Also known simply as (one of the six races of) Striated Pardalote.  This little guy is the striatus subspecies found in Tassie.  I think I incorrectly said in someone elses post a few weeks ago that they are Spring/Summer visitors to Tas, but my big mistake, not visitors at all, but they do leave Tas to spend Autumn/Winter on the mainland.  Anyway, they're back!

The first shot below I took on the 1st September last year, and that was pretty much as close as I was able to see them for that entire season, a good Where's Wally shot LOL - I'm sure they were laughing as they teased me from the treetops for six months or so laugh.

Almost a year to the day, earlier this week, I spied this little guy down quite low, happy much, you bet!  Hopefully I can get some more and better shots down the track.  I also hope that means that my Second Birding (Spring) season will be a lucky one for me, there are some others from last year that proved very elusive for me too!

Rick N
Rick N's picture

Lovely shots Annie. Missing the little red wing patch of the one we have here.

One of my favourite little birds.


Real little cuties....beautifully captured. Wonderful detail shows all the patterns and colours.

windshear's picture

Such sweet little birdies. smiley

Thanks for sharing Annie!

Reflex's picture

Stunning shots Annie! Just love that "AnnieJ" clarity.

Samford Valley Qld.

Devster's picture

Always a pleasure looking at your photos Annie. I so wish I could take photos that sharp. How far away was this little guy? Do you crop much? Still learning the tricks of properly croping.



rawshorty's picture

Great shots, Annie. It's funny but so many people like to take shots on natural perches but i have to admit i love shooting birds on barbed wirelaugh even better if it is rusted. Really adds to the shot IMHO.

Shorty......Canon gear


Annie W
Annie W's picture

Thanks for looking and enjoying everyone, and thanks for your kind comments!

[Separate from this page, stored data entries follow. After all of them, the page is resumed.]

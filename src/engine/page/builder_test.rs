use std::sync::Arc;

use super::{
    BufferAllocator, PAGE_HEADER_SIZE, PageBuilder, PageCollector, PageError, PageLayout,
    PageReader, PooledBufferAllocator, to_records,
};
use crate::engine::plugin::PluginError;
use crate::engine::types::{Schema, Timestamp, TypeTag, Value};

fn pool(buffer_size: usize) -> (PooledBufferAllocator, Arc<dyn BufferAllocator>) {
    let pool = PooledBufferAllocator::new(buffer_size, 8, None);
    let shared: Arc<dyn BufferAllocator> = Arc::new(pool.clone());
    (pool, shared)
}

fn int_schema() -> Schema {
    Schema::builder().add("id", TypeTag::Int64).build()
}

#[test]
fn flushes_exactly_when_next_record_would_not_fit() {
    let schema = int_schema();
    let record = PageLayout::new(&schema).fixed_record_size();
    let per_page = 5;
    let page_size = PAGE_HEADER_SIZE + per_page * record + 4;
    let (_pool, allocator) = pool(page_size);

    let mut collector = PageCollector::new();
    let mut builder = PageBuilder::new(allocator, page_size, &schema, &mut collector).unwrap();
    for i in 0..(per_page as i64 - 1) {
        builder.set_int64(0, i);
        builder.add_record().unwrap();
    }
    assert!(builder.output().pages().is_empty());
    assert_eq!(builder.pending_records(), per_page - 1);

    builder.set_int64(0, 99);
    builder.add_record().unwrap();
    assert_eq!(builder.output().pages().len(), 1);
    assert_eq!(builder.output().pages()[0].record_count(), per_page);
    assert_eq!(builder.pending_records(), 0);

    builder.set_int64(0, 100);
    builder.add_record().unwrap();
    builder.finish().unwrap();
    builder.close().unwrap();

    assert!(collector.is_finished());
    assert!(collector.is_closed());
    let counts: Vec<usize> = collector.pages().iter().map(|p| p.record_count()).collect();
    assert_eq!(counts, vec![per_page, 1]);
    for page in collector.pages() {
        assert!(page.len() <= page_size);
    }
}

#[test]
fn dictionary_restarts_on_every_page() {
    let schema = Schema::builder().add("name", TypeTag::String).build();
    let (_pool, allocator) = pool(4096);

    let mut collector = PageCollector::new();
    {
        let mut builder = PageBuilder::new(allocator, 4096, &schema, &mut collector).unwrap();
        for name in ["a", "b", "a"] {
            builder.set_string(0, name);
            builder.add_record().unwrap();
        }
        builder.flush().unwrap();
        for name in ["b", "c"] {
            builder.set_string(0, name);
            builder.add_record().unwrap();
        }
        builder.finish().unwrap();
    }

    let pages = collector.into_pages();
    assert_eq!(pages.len(), 2);

    let mut reader = PageReader::new(&schema);
    let mut first = pages.into_iter();
    reader.set_page(first.next().unwrap()).unwrap();
    assert_eq!(reader.dictionary(), ["a", "b"]);
    reader.set_page(first.next().unwrap()).unwrap();
    assert_eq!(reader.dictionary(), ["b", "c"]);
    assert!(reader.next_record().unwrap());
    assert_eq!(reader.get_string(0), "b");
}

#[test]
fn repeated_string_is_stored_once() {
    let schema = Schema::builder()
        .add("flag", TypeTag::Boolean)
        .add("count", TypeTag::Int64)
        .add("name", TypeTag::String)
        .build();
    let (_pool, allocator) = pool(1024);

    let mut collector = PageCollector::new();
    {
        let mut builder = PageBuilder::new(allocator, 1024, &schema, &mut collector).unwrap();
        builder.set_boolean(0, true);
        builder.set_int64(1, 42);
        builder.set_string(2, "foo");
        builder.add_record().unwrap();
        builder.set_null(0);
        builder.set_null(1);
        builder.set_string(2, "foo");
        builder.add_record().unwrap();
        builder.finish().unwrap();
    }

    let pages = collector.into_pages();
    assert_eq!(pages.len(), 1);
    let mut reader = PageReader::new(&schema);
    reader.set_page(pages.into_iter().next().unwrap()).unwrap();
    assert_eq!(reader.dictionary(), ["foo"]);

    assert!(reader.next_record().unwrap());
    assert_eq!(
        reader.record_values(),
        vec![Value::Boolean(true), Value::Int64(42), Value::from("foo")]
    );
    assert!(reader.next_record().unwrap());
    assert!(reader.is_null(0));
    assert!(reader.is_null(1));
    assert!(!reader.is_null(2));
    assert_eq!(reader.get_string(2), "foo");
    assert!(!reader.next_record().unwrap());
}

#[test]
fn null_bit_only_affects_its_column() {
    let mut schema = Schema::builder();
    for i in 0..10 {
        schema = schema.add(format!("c{i}"), TypeTag::Int64);
    }
    let schema = schema.build();
    let (_pool, allocator) = pool(1024);

    let mut collector = PageCollector::new();
    {
        let mut builder = PageBuilder::new(allocator, 1024, &schema, &mut collector).unwrap();
        for column in 0..10 {
            builder.set_int64(column, column as i64 * 10);
        }
        builder.set_null(3);
        builder.add_record().unwrap();
        for column in 0..10 {
            builder.set_int64(column, 1);
        }
        builder.add_record().unwrap();
        builder.finish().unwrap();
    }

    let records = to_records(&schema, collector.into_pages()).unwrap();
    for (column, value) in records[0].iter().enumerate() {
        if column == 3 {
            assert_eq!(*value, Value::Null);
        } else {
            assert_eq!(*value, Value::Int64(column as i64 * 10));
        }
    }
    assert!(records[1].iter().all(|v| *v == Value::Int64(1)));
}

#[test]
fn setting_a_value_after_null_clears_the_bit() {
    let schema = int_schema();
    let (_pool, allocator) = pool(256);
    let mut collector = PageCollector::new();
    {
        let mut builder = PageBuilder::new(allocator, 256, &schema, &mut collector).unwrap();
        builder.set_null(0);
        builder.set_int64(0, 7);
        builder.add_record().unwrap();
        builder.set_string_or_null(0, None);
        builder.add_record().unwrap();
        builder.finish().unwrap();
    }
    let records = to_records(&schema, collector.into_pages()).unwrap();
    assert_eq!(records, vec![vec![Value::Int64(7)], vec![Value::Null]]);
}

#[test]
fn close_releases_unused_page() {
    let schema = int_schema();
    let (pool, allocator) = pool(128);
    let mut collector = PageCollector::new();
    {
        let mut builder = PageBuilder::new(allocator, 128, &schema, &mut collector).unwrap();
        assert_eq!(pool.in_use(), 128);
        builder.close().unwrap();
        builder.close().unwrap();
    }
    assert!(collector.pages().is_empty());
    assert!(collector.is_closed());
    assert_eq!(pool.in_use(), 0);
}

#[test]
fn close_emits_pending_records() {
    let schema = int_schema();
    let (pool, allocator) = pool(128);
    let mut collector = PageCollector::new();
    {
        let mut builder = PageBuilder::new(allocator, 128, &schema, &mut collector).unwrap();
        builder.set_int64(0, 1);
        builder.add_record().unwrap();
        builder.close().unwrap();
    }
    assert_eq!(collector.pages().len(), 1);
    assert!(!collector.is_finished());
    assert_eq!(pool.in_use(), 128);
    drop(collector);
    assert_eq!(pool.in_use(), 0);
}

#[test]
fn long_string_grows_the_page() {
    let schema = Schema::builder()
        .add("body", TypeTag::String)
        .add("at", TypeTag::Timestamp)
        .build();
    let page_size = PageLayout::new(&schema).min_page_size();
    let (_pool, allocator) = pool(page_size);
    let body = "x".repeat(1000);
    let at = Timestamp::new(1_700_000_000, 5).unwrap();

    let mut collector = PageCollector::new();
    {
        let mut builder = PageBuilder::new(allocator, page_size, &schema, &mut collector).unwrap();
        builder.set_string(0, &body);
        builder.set_timestamp(1, at);
        builder.add_record().unwrap();
        builder.finish().unwrap();
    }

    let pages = collector.into_pages();
    assert_eq!(pages.len(), 1);
    assert!(pages[0].capacity() >= pages[0].len());
    let records = to_records(&schema, pages).unwrap();
    assert_eq!(records, vec![vec![Value::String(body), Value::Timestamp(at)]]);
}

#[test]
fn exhausted_growth_keeps_builder_closable() {
    let schema = Schema::builder().add("body", TypeTag::String).build();
    let pool = PooledBufferAllocator::new(64, 8, Some(64));
    let allocator: Arc<dyn BufferAllocator> = Arc::new(pool.clone());
    let mut collector = PageCollector::new();
    {
        let mut builder = PageBuilder::new(allocator, 64, &schema, &mut collector).unwrap();
        builder.set_string(0, &"x".repeat(200));

        let err = builder.add_record().unwrap_err();
        assert!(
            matches!(
                err,
                PluginError::Page(PageError::Exhausted {
                    requested: 221,
                    in_use: 64,
                    limit: 64
                })
            ),
            "{err:?}"
        );
        assert_eq!(builder.pending_records(), 1);

        let err = builder.close().unwrap_err();
        assert!(matches!(err, PluginError::Page(PageError::Exhausted { .. })), "{err:?}");
        builder.close().unwrap();
    }
    assert!(collector.pages().is_empty());
    assert!(collector.is_closed());
    assert_eq!(pool.in_use(), 0);
}

#[test]
#[should_panic(expected = "holds long values")]
fn setter_of_wrong_type_panics() {
    let schema = int_schema();
    let (_pool, allocator) = pool(128);
    let mut builder =
        PageBuilder::new(allocator, 128, &schema, PageCollector::new()).unwrap();
    builder.set_boolean(0, true);
}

Funny that you say that Shorty....I used to be drawn towards natural perches, but I'm more of a mind these days to take whatever comes in the way of a perch - but.... I was hoping he'd hop to his right onto a nice mossy post because it just didn't work for me in my head on the wire, but couldn't work out why.  And that is it, it needed rust, silver just didn't completely work here in my head in these!

Devster, with your enthusiasm, you're off to a great start.  Don't be too discouraged with what you get to begin with, and without meaning to sound obvious (oh woah how words can accidentally come across on the web wink) definitely don't compare your shots to anyone elses.  Believe me, they will be enjoyed just as much by everyone - far more encouraging and rewarding to set personal goals for PB's/improvements imo than compare to anyone else, if you know what I mean.  It's just practice and patience, and practice and...enjoy!  I still have a very good relationship with the delete button myself, believe me.

To answer your questions, I like to get in as close as possible, but more prefer to let the bird come close to me if I can.  I move in as close as I can without distressing the bird and if it has a circuit/pattern, I'll watch it for quite a while, sometimes even let it do a few laps before I even get the camera up to get a shot.  Of course this doesn't always work and I do tend to miss quite a few opportunities as birds have changeable minds of their own as we all know laugh  Probably an odd method to many, and of course only one of many that might work too, but just how I like to bird, a bit on the passive side I suppose.

This guy surprised me as he came in very close, closer than I thought he might, then backed off a little to check me out - a curious little guy I guess.  The first shot above he was about 2.5m away, the next 2m, the last two 3m.  Being that close, by rights I should have had more detail even in these, but I didn't hold my gear steady enough and blew a lot of my other shots.  I think I was a bit too excited to finally see one lower than 30m up a tree, hahaha.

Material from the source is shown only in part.